Contracts for two construction jobs are randomly assigned to one or more of three firms, A, B, and C. Let Y1 denote the number of contracts assigned to firm A and Y2 the number of contracts assigned to firm B. Recall that each firm can receive 0, 1, or 2 contracts.

a Find the joint probability function for Y1 and Y2.

b Find F(1, 0).

Questions & Answers

QUESTION:

Problem 1E

a Find the joint probability function for Y1 and Y2.

b Find F(1, 0).

ANSWER:

Answer:

Step 1 of 2:

(a)

The contract for two construction jobs are randomly assigned to one or more of three firms, $A,\ B,\ and\ C.$ Let ${Y}_{1}$ denote the number of contracts assigned to firm $A$ and ${Y}_{2}$ the number of contracts assigned to firm $B.$

Recall that each firm can receive $0,\ 1,\ or\ 2$ contracts.

We need to find the joint probability function for ${Y}_{1}$ and ${Y}_{2}.$

Let ${Y}_{1}$ and ${Y}_{2}$ be discrete random variables. The joint (or bivariate) probability function for ${Y}_{1}$ and ${Y}_{2}$ is given by,

$p({y}_{1},\ {y}_{2})\ =P({Y}_{1}\ =\ {y}_{1},\ {Y}_{2}\ ={y}_{2})\ \ \ \ \ \ \ \ \ \ \ \ -\infty{}\ {<y}_{1}<\infty{},\ -\infty{}\ {<y}_{2}<\infty{}.$

…………(1)

Let $(i,\ j)$ denote the pair of event that $i$ contracts are assigned to firm $A$ and $j$ contracts are assigned to firm $B.$

Here $i\ and\ j$ can take values $0,1,\ and\ 2$ since there are only two construction jobs.

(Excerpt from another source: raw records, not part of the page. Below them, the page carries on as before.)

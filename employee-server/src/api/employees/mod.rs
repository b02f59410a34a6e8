//! Employee API Module
//!
//! | 路径 | 方法 | 说明 |
//! |------|------|------|
//! | /api/v1/employees | GET | 员工列表 |
//! | /api/v1/employees | POST | 创建员工 |
//! | /api/v1/employees/{id} | GET | 获取员工 |
//! | /api/v1/employees/{id} | PUT | 更新员工 (空字段保持不变) |
//! | /api/v1/employees/{id} | DELETE | 删除员工 |

mod handler;

use axum::{Router, routing::get};

use crate::core::ServerState;

/// Employee router
pub fn router() -> Router<ServerState> {
    Router::new()
        .route(
            "/api/v1/employees",
            get(handler::list).post(handler::create),
        )
        .route(
            "/api/v1/employees/{id}",
            get(handler::get_by_id)
                .put(handler::update)
                .delete(handler::delete),
        )
}
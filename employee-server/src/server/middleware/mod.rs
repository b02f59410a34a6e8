mod logging;
mod timeout;

pub use logging::logging_middleware;
pub use timeout::timeout_middleware;
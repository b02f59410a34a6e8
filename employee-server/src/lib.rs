//! Employee Server - 员工管理 HTTP 服务
//!
//! # 架构概述
//!
//! 请求经路由分发到处理器，处理器调用存储适配器后返回 JSON：
//!
//! ```text
//! router → handler → EmployeeStore (sqlite | memory) → JSON response
//! ```
//!
//! # 模块结构
//!
//! ```text
//! employee-server/src/
//! ├── core/          # 配置、状态、错误、服务器生命周期
//! ├── db/            # 存储初始化和员工仓库
//! ├── api/           # HTTP 路由和处理器
//! ├── server/        # 中间件
//! └── utils/         # 日志和错误类型
//! ```

pub mod api;
pub mod core;
pub mod db;
pub mod server;
pub mod utils;

// Re-export 公共类型
pub use api::build_app;
pub use crate::core::{Config, Server, ServerState, StorageBackend};
pub use db::{EmployeeStore, MemoryStore, SqliteStore};
pub use utils::{ApiResponse, AppError, AppResult, ErrorCategory, ErrorCode};

// Re-export logger functions
pub use utils::logger::init_logger_with_file;
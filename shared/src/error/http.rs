//! HTTP status code mapping for error codes

use super::codes::ErrorCode;
use http::StatusCode;

impl ErrorCode {
    /// Get the appropriate HTTP status code for this error code
    pub fn http_status(&self) -> StatusCode {
        match self {
            Self::NotFound | Self::EmployeeNotFound => StatusCode::NOT_FOUND,

            Self::MethodNotAllowed => StatusCode::METHOD_NOT_ALLOWED,

            Self::TimeoutError => StatusCode::REQUEST_TIMEOUT,

            Self::DatabaseError => StatusCode::INTERNAL_SERVER_ERROR,

            // 400 Bad Request (client input)
            Self::InvalidRequest
            | Self::InvalidFormat
            | Self::InvalidEmployeeId => StatusCode::BAD_REQUEST,
        }
    }
}

#[cfg(test)]
mod tests {
    use super::*;

    #[test]
    fn test_client_input_is_bad_request() {
        assert_eq!(
            ErrorCode::InvalidEmployeeId.http_status(),
            StatusCode::BAD_REQUEST
        );
        assert_eq!(ErrorCode::InvalidFormat.http_status(), StatusCode::BAD_REQUEST);
        assert_eq!(
            ErrorCode::InvalidRequest.http_status(),
            StatusCode::BAD_REQUEST
        );
    }

    #[test]
    fn test_not_found_status() {
        assert_eq!(ErrorCode::NotFound.http_status(), StatusCode::NOT_FOUND);
        assert_eq!(
            ErrorCode::EmployeeNotFound.http_status(),
            StatusCode::NOT_FOUND
        );
    }

    #[test]
    fn test_system_errors_are_internal() {
        assert_eq!(
            ErrorCode::DatabaseError.http_status(),
            StatusCode::INTERNAL_SERVER_ERROR
        );
        assert_eq!(
            ErrorCode::MethodNotAllowed.http_status(),
            StatusCode::METHOD_NOT_ALLOWED
        );
        assert_eq!(
            ErrorCode::TimeoutError.http_status(),
            StatusCode::REQUEST_TIMEOUT
        );
    }
}
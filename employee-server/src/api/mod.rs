//! API 路由模块
//!
//! # 结构
//!
//! - [`employees`] - 员工 CRUD 接口
//! - [`health`] - 健康检查
//! - [`extract`] - 请求体/路径提取器

pub mod employees;
pub mod extract;
pub mod health;

use axum::Router;
use axum::extract::DefaultBodyLimit;
use axum::middleware as axum_middleware;
use http::{HeaderName, HeaderValue, Method};
use tower_http::cors::{Any, CorsLayer};
use tower_http::request_id::{
    MakeRequestId, PropagateRequestIdLayer, RequestId, SetRequestIdLayer,
};
use tower_http::trace::TraceLayer;
use uuid::Uuid;

use crate::core::ServerState;
use crate::server::middleware;
use crate::utils::{AppError, ErrorCode};

/// Request body size limit (1 MiB)
const MAX_BODY_BYTES: usize = 1024 * 1024;

const REQUEST_ID_HEADER: &str = "x-request-id";

/// Custom request ID generator
#[derive(Clone)]
struct XRequestId;

impl MakeRequestId for XRequestId {
    fn make_request_id<B>(&mut self, _request: &http::Request<B>) -> Option<RequestId> {
        let id = Uuid::new_v4().to_string();
        HeaderValue::from_str(&id).ok().map(RequestId::new)
    }
}

/// Build a router with all routes registered (no middleware, no state)
pub fn build_router() -> Router<ServerState> {
    Router::new()
        .merge(employees::router())
        .merge(health::router())
        .fallback(|| async { AppError::not_found("Route") })
        .method_not_allowed_fallback(|| async { AppError::new(ErrorCode::MethodNotAllowed) })
}

/// Build a fully configured application with all middleware and state
///
/// Used by the HTTP server and by in-process tests.
pub fn build_app(state: &ServerState) -> Router {
    let request_id = HeaderName::from_static(REQUEST_ID_HEADER);

    build_router()
        .layer(DefaultBodyLimit::max(MAX_BODY_BYTES))
        // Timeout - 408 with the JSON error body
        .layer(axum_middleware::from_fn_with_state(
            state.config.request_timeout(),
            middleware::timeout_middleware,
        ))
        // Request logging
        .layer(axum_middleware::from_fn(middleware::logging_middleware))
        // Trace - Request tracing (logs at INFO level)
        .layer(TraceLayer::new_for_http())
        // Propagate request ID to response
        .layer(PropagateRequestIdLayer::new(request_id.clone()))
        // Request ID - Generate unique ID for each request
        .layer(SetRequestIdLayer::new(request_id, XRequestId))
        // CORS - outermost so every response carries the headers
        .layer(cors_layer())
        .with_state(state.clone())
}

/// 允许所有来源，方法限定为 GET/POST/PUT/DELETE
pub fn cors_layer() -> CorsLayer {
    CorsLayer::new()
        .allow_origin(Any)
        .allow_methods([Method::GET, Method::POST, Method::PUT, Method::DELETE])
        .allow_headers(Any)
}
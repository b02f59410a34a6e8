//! Repository Module
//!
//! The [`EmployeeStore`] contract and its two backends:
//! - [`SqliteStore`] - `employees` table through sqlx
//! - [`MemoryStore`] - ordered list behind a lock

pub mod employee;
pub mod memory;

pub use employee::SqliteStore;
pub use memory::MemoryStore;

use async_trait::async_trait;
use shared::error::AppError;
use shared::models::{Employee, EmployeeCreate, EmployeeUpdate};
use thiserror::Error;

/// Repository error types
#[derive(Debug, Error)]
pub enum RepoError {
    #[error("Employee {0} not found")]
    NotFound(i64),

    #[error("Database error: {0}")]
    Database(String),
}

impl From<sqlx::Error> for RepoError {
    fn from(err: sqlx::Error) -> Self {
        RepoError::Database(err.to_string())
    }
}

impl From<RepoError> for AppError {
    fn from(err: RepoError) -> Self {
        match err {
            RepoError::NotFound(id) => AppError::employee_not_found(id),
            RepoError::Database(msg) => AppError::database(msg),
        }
    }
}

/// Result type for repository operations
pub type RepoResult<T> = Result<T, RepoError>;

/// Persistence adapter shared by every backend
///
/// `create` assigns `max(id) + 1` (or `1` on an empty store) and must do so
/// atomically with the insert.
#[async_trait]
pub trait EmployeeStore: Send + Sync {
    /// Backend name reported by `/health`
    fn backend(&self) -> &'static str;

    /// Cheap liveness check
    async fn ping(&self) -> RepoResult<()>;

    async fn list(&self) -> RepoResult<Vec<Employee>>;

    async fn get(&self, id: i64) -> RepoResult<Employee>;

    async fn create(&self, data: EmployeeCreate) -> RepoResult<Employee>;

    /// Blank fields in `data` keep the stored value
    async fn update(&self, id: i64, data: EmployeeUpdate) -> RepoResult<Employee>;

    async fn delete(&self, id: i64) -> RepoResult<()>;
}
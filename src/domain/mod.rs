// Domain layer: topology model, sheet grids and the ports (interfaces) the core depends on.

pub mod model;
pub mod ports;
pub mod sheet;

To find the total number of events in the sample space, we need to find out the number of pairs.

So by the product rule, a total number of ways is $3\times{}3\ =9.$

Therefore the sample space $S,$

$\{(0,0),\ (0,1),\ (0,2),\ (1,0),\ (1,1),\ (1,2),\ (2,0),\ (2,1),\ (2,2)\}\ and\ n(s)\ =9$

Hence the probability that $0$ contracts is assigned to firm $A,$ and 0 contracts assigned to firm $B.$

Using equation (1),

$p(0,\ 0)\ =P({Y}_{1}\ =\ 0,\ {Y}_{2}\ =0)$

$=\frac{{(}_{\ 0}^{\ 2}\ )\times{}\ {(}_{\ 0}^{\ 2}\ )}{n(s)}$ [ ${(}_{\ 0}^{\ 2}\ )\ ={C}_{r}^{n}$ ]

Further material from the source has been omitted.